Cataracts are a normal aspect of becoming older. Even if you've been diagnosed with cataracts, you don't always have to have surgery right away. Cataracts may not have a substantial impact on vision in the early stages, and changes to your vision may often be corrected with an updated eyeglass or contact lens prescription. However, as cataracts develop, visual changes may occur that are not correctable with glasses or contact lenses, making daily activities more difficult.
Cataract surgery is the most common elective surgery for Medicare recipients in the United States. Numerous studies have shown that patients who’ve had cataract surgery are in better health, have a lower chance of falling and have fewer vehicle accidents. Cataract surgery patients had a 40% lower long-term mortality risk than those who did not have it.
However, patients should be aware that there may be complications from cataract surgery and you may not be totally satisfied with the results after the procedure. You should proceed with cataract surgery only after you've exhausted other options and your vision is significantly compromised. All surgeries, including cataract surgery, come with risks. Some of these risks include: blurry vision, eye inflammation, sensitivity to light, macular swelling, eye infection, drooping lid and ocular hypertension.
Patients should ask themselves these four questions to see if they're ready for cataract surgery:
Are your cataracts interfering with your work or everyday routine?
Cataracts can cause hazy, yellowed, or dim vision, or even double vision in one eye. People who require good vision for work, driving, or hobbies like reading, cooking, or sewing may find it difficult to see because to the lack of contrast and clarity.
Is it difficult for you to drive at night because of your cataracts?
Cataracts can generate haloes around lights and make it difficult to see in dim light, making night driving dangerous. Having advanced cataracts can even result in failing a vision test for a driver's license because of visual loss.
Are cataracts preventing you from enjoying outdoor activities?
Those who like outdoor activities like skiing, surfing, and other sports may find their vision impaired by cataracts, which increases their susceptibility to glare. They can also lead to variations in vision between the eyes, which can impair the long-distance vision required by golfers.
Are there alternative ways to deal with your cataracts?

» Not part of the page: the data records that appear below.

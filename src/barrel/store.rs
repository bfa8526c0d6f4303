//! Barrels persisted through [`Storage`] and loaded on demand.

use std::sync::Arc;
use std::sync::atomic::{AtomicBool, Ordering};

use ahash::AHashMap;
use log::{debug, warn};
use parking_lot::RwLock;

use crate::barrel::partition::PartitionTable;
use crate::barrel::partitioner::{Barrel, BarrelSource};
use crate::config::FileNames;
use crate::error::{GlaiveError, Result};
use crate::index::snapshot::IndexSnapshot;
use crate::storage::Storage;

/// Barrel files of one index with a shared read-through cache.
///
/// A barrel is parsed and checked outside the lock and enters the cache only
/// once it is complete, so concurrent queries never observe a half-loaded
/// barrel. When two queries race to load the same barrel, the first insert
/// wins and both get the same `Arc`.
///
/// Every barrel read from storage must hold only terms of its own range.
/// With a reference snapshot attached it must also hold exactly the
/// reference's terms for that range, with identical postings; any other
/// content is reported as [`GlaiveError::IndexUnavailable`].
pub struct BarrelStore {
    storage: Arc<dyn Storage>,
    table: PartitionTable,
    file_names: FileNames,
    reference: Option<Arc<IndexSnapshot>>,
    cache: RwLock<AHashMap<usize, Arc<Barrel>>>,
    retired: AtomicBool,
}

impl std::fmt::Debug for BarrelStore {
    fn fmt(&self, f: &mut std::fmt::Formatter<'_>) -> std::fmt::Result {
        f.debug_struct("BarrelStore")
            .field("storage", &self.storage)
            .field("barrels", &self.table.len())
            .field("cached", &self.cached_count())
            .field("checked", &self.reference.is_some())
            .field("retired", &self.is_retired())
            .finish()
    }
}

impl BarrelStore {
    pub fn new(storage: Arc<dyn Storage>, table: PartitionTable, file_names: FileNames) -> Self {
        BarrelStore {
            storage,
            table,
            file_names,
            reference: None,
            cache: RwLock::new(AHashMap::new()),
            retired: AtomicBool::new(false),
        }
    }

    /// Check every barrel read from storage against `snapshot`.
    pub fn with_reference(mut self, snapshot: Arc<IndexSnapshot>) -> Self {
        self.reference = Some(snapshot);
        self
    }

    pub fn table(&self) -> &PartitionTable {
        &self.table
    }

    /// File name of barrel `index`.
    pub fn file_name(&self, index: usize) -> String {
        self.file_names.barrel_file(index)
    }

    /// Write one file per barrel, empty barrels included, and drop any
    /// cached barrels.
    pub fn write(&self, barrels: &[Barrel]) -> Result<()> {
        if barrels.len() != self.table.len() {
            return Err(GlaiveError::invalid_argument(format!(
                "expected {} barrels, got {}",
                self.table.len(),
                barrels.len()
            )));
        }

        for (index, barrel) in barrels.iter().enumerate() {
            if barrel.index() != index {
                return Err(GlaiveError::invalid_argument(format!(
                    "barrel {} found at position {}",
                    barrel.index(),
                    index
                )));
            }
            let name = self.file_name(index);
            self.storage.write_file(&name, barrel.to_json()?.as_bytes())?;
            debug!("Wrote {} ({} terms)", name, barrel.len());
        }

        self.clear_cache();
        Ok(())
    }

    /// Barrel `index`, from the cache or from storage.
    pub fn load(&self, index: usize) -> Result<Arc<Barrel>> {
        if let Some(barrel) = self.cache.read().get(&index) {
            return Ok(Arc::clone(barrel));
        }

        let range = *self.table.range(index).ok_or_else(|| {
            GlaiveError::index_unavailable(format!(
                "barrel {} does not exist ({} barrels)",
                index,
                self.table.len()
            ))
        })?;

        if self.is_retired() {
            return Err(GlaiveError::index_unavailable(format!(
                "barrel {index} was not loaded before its files were replaced"
            )));
        }

        let name = self.file_name(index);
        if !self.storage.file_exists(&name) {
            return Err(GlaiveError::index_unavailable(format!(
                "barrel file {name} is missing"
            )));
        }
        let json = self.storage.read_to_string(&name).map_err(|e| {
            GlaiveError::index_unavailable(format!("barrel file {name} cannot be read: {e}"))
        })?;
        let barrel = Barrel::from_json(index, range, &json)?;
        self.check(&barrel)
            .map_err(|e| GlaiveError::index_unavailable(format!("barrel file {name}: {e}")))?;
        debug!("Loaded {} ({} terms)", name, barrel.len());

        let mut cache = self.cache.write();
        Ok(Arc::clone(cache.entry(index).or_insert(Arc::new(barrel))))
    }

    /// Range membership and, with a reference, exact agreement.
    fn check(&self, barrel: &Barrel) -> std::result::Result<(), String> {
        let index = barrel.index();
        for (term, postings) in barrel.inverted().iter() {
            let owner = self.table.barrel_for(term);
            if owner != index {
                return Err(format!("term '{term}' belongs to barrel {owner}"));
            }
            if let Some(reference) = &self.reference {
                if reference.inverted.postings(term) != Some(postings) {
                    return Err(format!("postings of '{term}' differ from the inverted index"));
                }
            }
        }

        if let Some(reference) = &self.reference {
            let expected = reference
                .inverted
                .terms()
                .filter(|term| self.table.barrel_for(term) == index)
                .count();
            if expected != barrel.len() {
                return Err(format!(
                    "holds {} terms, the inverted index has {} for its range",
                    barrel.len(),
                    expected
                ));
            }
        }
        Ok(())
    }

    /// Load every barrel, failing on the first one that is unavailable.
    pub fn load_all(&self) -> Result<Vec<Arc<Barrel>>> {
        (0..self.table.len()).map(|index| self.load(index)).collect()
    }

    /// Number of barrels currently cached.
    pub fn cached_count(&self) -> usize {
        self.cache.read().len()
    }

    pub fn clear_cache(&self) {
        self.cache.write().clear();
    }

    pub fn is_retired(&self) -> bool {
        self.retired.load(Ordering::Acquire)
    }
}

impl BarrelSource for BarrelStore {
    fn barrel(&self, index: usize) -> Result<Arc<Barrel>> {
        self.load(index)
    }

    fn len(&self) -> usize {
        self.table.len()
    }

    fn preload(&self) -> Result<()> {
        let mut first_error = None;
        for index in 0..self.table.len() {
            if let Err(e) = self.load(index) {
                warn!("Barrel {index} could not be preloaded: {e}");
                first_error.get_or_insert(e);
            }
        }
        first_error.map_or(Ok(()), Err)
    }

    fn retire(&self) {
        self.retired.store(true, Ordering::Release);
    }
}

A thorough refraction by an optometrist can determine if a change to your eyeglass prescription will improve your vision. If it can, cataract surgery may safely be postponed. A few simple aids like stronger lighting and contrasting colors in the home can make a big difference for people who put off cataract surgery. Reduce glare with polarized sunglasses and a wide-brimmed hat. Magnifying lenses make reading easier when your visual acuity is diminished.
If cataracts aren't interfering with your daily activities, you can likely wait to have surgery until they do. For those whose quality of life is negatively affected by blurred or dulled vision, the surgery can be extremely helpful.